Official statistics show the total number of traveller caravans rose by 32 per cent in the decade to January 2017. There are now estimated to be 3,700 caravans on unauthorised sites – about 16 per cent of the total.
The new proposals, contained in a government consultation paper, seek to close a number of loopholes in the existing law.
Ministers are looking at the creation of a new offence that would extend the scope of aggravated trespass. At present, the offence applies only if a traveller camped illegally can be shown to have intimidated or obstructed the landowner.
The consultation asks whether it is time to create a new criminal offence that would allow action against unauthorised camps that ‘substantially damage land or cause serious inconvenience to the landowner or other lawful users of the land’.

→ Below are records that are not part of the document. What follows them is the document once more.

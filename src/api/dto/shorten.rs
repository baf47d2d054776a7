//! DTOs for the link creation endpoint.

use chrono::{DateTime, Utc};
use serde::{Deserialize, Serialize};
use validator::Validate;

/// Request to create one short link.
///
/// `validity` must be a JSON integer; strings and fractions are rejected
/// while the body is parsed.
#[derive(Debug, Deserialize, Validate)]
pub struct ShortenRequest {
    /// The original URL to shorten.
    #[validate(required(message = "URL is required"))]
    pub url: Option<String>,

    /// Lifetime in minutes.
    #[validate(range(min = 1, message = "Validity must be a positive number of minutes"))]
    pub validity: Option<i64>,

    /// Optional custom short code.
    #[validate(length(min = 1, max = 10, message = "Shortcode must be 1-10 characters"))]
    pub shortcode: Option<String>,
}

/// Response for a created short link.
#[derive(Debug, Serialize)]
#[serde(rename_all = "camelCase")]
pub struct ShortenResponse {
    pub short_link: String,
    pub expiry: DateTime<Utc>,
}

The move would significantly lower the legal threshold for criminal action against illegally camped travellers.
Ministers are also considering widening the powers for police to order travellers on unauthorised sites to move on. Those ordered to leave by the police are barred from returning for at least three months, but ministers are now asking whether this period needs to be extended.
Today’s consultation raises the example of the Irish Republic, which criminalised trespass in 2002 in a bid to tackle a major problem with illegal camps.
It also suggests that councils’ powers to shut sites on public land may need to be ‘streamlined’ to speed up evictions.
Mr Raab said the consultation was prompted by public concern about illegal sites. But he said there were also concerns that the problems of illegal sites ‘perpetuate a negative image of the travelling community’.
And he said there was evidence that those living on illegal sites often had limited access to public services, with children in particular suffering ‘detrimental effects’.